Он по-библиофильски любил книгу. Любимые его рассказы были о том, как иногда попадало в его библиотеку то или иное редкое издание. Вот один из них: «Роюсь как-то в старых книгах. Вижу: стопка потрепанных журналов, перевязанных веревочкой. Стоит это все вместе рупь. Но мне-то нужен лишь один из томов. Спрашиваю, нельзя ли взять только его — за ту же цену. Нет, говорят, — только вместе. Ладно, приношу домой весь этот хлам. Развязываю веревочку, и вижу в одном из журналов (вовсе не в том, который мне был нужен) знакомый почерк. Оказывается, — Александр Блок! С тех пор я не спорю с букинистами».

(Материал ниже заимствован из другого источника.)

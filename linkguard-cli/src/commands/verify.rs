use anyhow::{Context, Result};
use colored::*;
use linkguard_core::{BitString, DetectionScheme, Method};
use tracing::info;

/// Whether `bits` is a valid codeword under the given method
pub fn verify_bits(bits: &str, method: Method, polynomial: Option<&str>) -> Result<bool> {
    let codeword: BitString = bits.parse().context("Codeword must be a '0'/'1' string")?;
    let scheme = DetectionScheme::resolve(method, polynomial.unwrap_or_default())
        .context("Failed to resolve detection scheme")?;

    info!("Verifying {} bits with {}", codeword.len(), scheme.label());
    Ok(scheme.verify(&codeword))
}

pub fn execute(bits: &str, method: Method, polynomial: Option<&str>) -> Result<()> {
    if verify_bits(bits, method, polynomial)? {
        println!("{} Codeword is valid", "✓".green());
    } else {
        println!("{} Codeword is invalid", "✗".red());
    }
    Ok(())
}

И еще одна история про автограф. В Тбилиси мы были приглашены к очень почтенному аксакалу. Он похвастался, что в его архиве есть рукописи разных писателей — кажется, даже Пушкина. Да ну?! Архив (потрепанный чемодан, перекрученный проволокой) был извлечен из-под дивана. Там было много чего. Наконец отыскался и нужный листочек. «Ну как, похоже?» — «Батоно, — вежливо откликнулся В. Э., — это заслуживает специальной экспертизы. Я не знал, что в те времена уже были тетрадки в косую линейку…»

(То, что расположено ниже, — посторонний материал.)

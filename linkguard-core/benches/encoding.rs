use criterion::{black_box, criterion_group, criterion_main, BenchmarkId, Criterion, Throughput};
use linkguard_core::{crc, inject::inject_random, BitString, ChecksumCodec, CrcScheme};
use rand::rngs::StdRng;
use rand::SeedableRng;

fn payload(bytes: usize) -> BitString {
    BitString::from_bytes(&vec![0x5Au8; bytes])
}

fn bench_checksum(c: &mut Criterion) {
    let mut group = c.benchmark_group("checksum");
    let codec = ChecksumCodec::default();

    for size in [8, 64, 512, 4096] {
        let data = payload(size);
        let codeword = codec.generate(&data).unwrap();

        group.throughput(Throughput::Bytes(size as u64));
        group.bench_with_input(BenchmarkId::new("generate", size), &data, |b, data| {
            b.iter(|| codec.generate(black_box(data)).unwrap());
        });
        group.bench_with_input(BenchmarkId::new("verify", size), &codeword, |b, cw| {
            b.iter(|| codec.verify(black_box(cw)));
        });
    }

    group.finish();
}

fn bench_crc(c: &mut Criterion) {
    let mut group = c.benchmark_group("crc");

    for scheme in [CrcScheme::Crc8, CrcScheme::Crc32] {
        let p = scheme.polynomial();
        for size in [8, 64, 512, 4096] {
            let data = payload(size);
            let codeword = crc::generate(&data, &p);

            group.throughput(Throughput::Bytes(size as u64));
            group.bench_with_input(
                BenchmarkId::new(format!("generate/{}", scheme), size),
                &data,
                |b, data| b.iter(|| crc::generate(black_box(data), &p)),
            );
            group.bench_with_input(
                BenchmarkId::new(format!("verify/{}", scheme), size),
                &codeword,
                |b, cw| b.iter(|| crc::verify(black_box(cw), &p)),
            );
        }
    }

    group.finish();
}

fn bench_inject(c: &mut Criterion) {
    let data = payload(4096);
    let mut rng = StdRng::seed_from_u64(0);
    c.bench_function("inject_random/4096", |b| {
        b.iter(|| inject_random(black_box(&data), 8, &mut rng))
    });
}

criterion_group!(benches, bench_checksum, bench_crc, bench_inject);
criterion_main!(benches);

Всё это, конечно, безделки. Надо ли вновь повторять, что В. Э. Вацуро прежде всего был серьезным ученым, обладателем феноменальных знаний и редкого таланта! Думается, однако, что несерьезные воспоминания не противоречат творческой манере выдающегося филолога, который всегда чуждался патетики и велеречия, тонкой шуткой откликаясь на восхваления и благодарные реплики коллег. Вспоминая Вадима Эразмовича, понимаешь, насколько неверно представление об академическом ученом как обязательно о кабинетном затворнике. Он, как никто другой, ценил нелицеприятный профессиональный спор, дружеские розыгрыши, болтовню в пушки-нодомской курилке, когда походя, непритязательно, радостно мог одарить собеседника и блестящей идеей, и перспективой научного поиска.

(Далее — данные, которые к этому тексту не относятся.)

use anyhow::{Context, Result};
use colored::*;
use linkguard_core::{
    constants::COMPARISON_SAMPLE,
    report::{compare, ComparisonReport},
    BitString, ErrorModel,
};
use std::fs;
use tracing::info;

/// Build the comparison report for `data` (or the built-in sample)
pub fn build_report(data: Option<&str>, seed: Option<u64>) -> Result<ComparisonReport> {
    let data: BitString = data
        .unwrap_or(COMPARISON_SAMPLE)
        .parse()
        .context("Data must be a '0'/'1' string")?;

    let mut rng = crate::make_rng(seed);
    compare(&data, &mut rng).context("Failed to run comparison")
}

pub fn execute(data: Option<&str>, seed: Option<u64>, output: Option<&str>) -> Result<()> {
    let report = build_report(data, seed)?;

    println!("=== ERROR DETECTION COMPARISON ===");
    println!("Original data length: {} bits", report.data.len());

    for section in &report.sections {
        println!("\n--- {} ---", section_title(&section.model));
        for trial in &section.trials {
            let detected = if trial.detected {
                "true".green()
            } else {
                "false".red()
            };
            println!(
                "[{}] Detected={}, Flipped bits={:?}",
                trial.scheme, detected, trial.flipped
            );
        }
    }

    println!("\n=== Summary ===");
    for summary in report.summary() {
        println!(
            "{:<10} detected {}/{} corrupted codewords ({} trials)",
            summary.scheme, summary.detected, summary.corrupted, summary.trials
        );
    }

    if let Some(path) = output {
        let json = serde_json::to_string_pretty(&report)
            .with_context(|| "Failed to serialize comparison report")?;
        fs::write(path, json).with_context(|| format!("Failed to write output file: {}", path))?;
        info!("Comparison report written to: {}", path);
    }

    Ok(())
}

fn section_title(model: &ErrorModel) -> String {
    match model {
        ErrorModel::None => "NO ERRORS".to_string(),
        ErrorModel::Random { count } => format!("RANDOM BIT ERRORS (count = {})", count),
        ErrorModel::Burst { size } => format!("BURST ERRORS (size = {})", size),
        ErrorModel::Odd => "ODD-NUMBER ERRORS".to_string(),
        ErrorModel::Undetectable { shift } => {
            format!("GUARANTEED UNDETECTABLE ERRORS (shift = {})", shift)
        }
    }
}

В творческой судьбе Вадима Эразмовича Вацуро (30 ноября 1935 — 31 января 2000) безусловно есть тайна.
Уже в 70-е годы Вацуро обладал высочайшим авторитетом в профессиональной среде. Символическими вехами тут можно считать созданные в соавторстве с М. И. Гиллельсоном работы «Новонайденный автограф Пушкина». Заметки на рукописи книги П. А. Вяземского «Биографические и литературные записки о Денисе Ивановича Фонвизине» (1968) и «Сквозь „умственные плотины“: Из истории книги и прессы пушкинской поры» (1972), однако в реальности неповторимый авторский метод Вацуро сложился еще раньше. Каждая новая его работа, начиная с лермонтовских штудий и комментариев к изданиям Хемницера (1963) и Некрасова (1967) в Большой серии «Библиотеки поэта», была новостью в самом прямом и точном смысле слова, то есть меняла представления читателя (включая самых квалифицированных специалистов) об обсуждаемом предмете. Понятно, что свойством этим обладали работы, строящиеся на раритетном (архивном) материале, вводящие в оборот неизвестные прежде источники и факты. Например, статья «К изучению „Литературной газеты“ Дельвига — Сомова» (1968), где очень осторожно, но от того особенно доказательно Пушкину атрибутировалась рецензия на роман Василия Ушакова «Киргиз-кайсак», или «Из истории литературных полемик 1820-х годов» (1972), где одной из ключевых фигур старинных литераторских битв предстал основательно забытый Александр Крылов, или «Г. П. Каменев и готическая литература» (1975) — список легко продолжить. Но тот же эффект возникал при знакомстве со статьями, трактующими сюжеты «понятные», казалось бы, давно изученные и не предполагающие каких-либо вопросов и удивлений. Здесь показательны статьи «Ранняя лирика Лермонтова и поэтическая традиция 20-х годов» (1964), «Пушкин и проблема бытописания в начале 1830-х годов» (1969), монографический анализ послания «К вельможе» (1974) и совершенно ошеломительная даже для привычных к смелым и точным построениям В. Э. статья «„Великий меланхолик“ в „Путешествии из Москвы в Петербург“» (1977). Книга об истории альманаха «Северные цветы» (1978) стала, по сути дела, сверхплотным конспектом истории русской литературы 1824-31 гг., требующей от читателя непривычной сосредоточенности буквально на каждом слове: предельная ясность слога невольно вводила в заблуждение — сама собой вспоминалась гоголевская характеристика прозы Пушкина («бездна пространства»).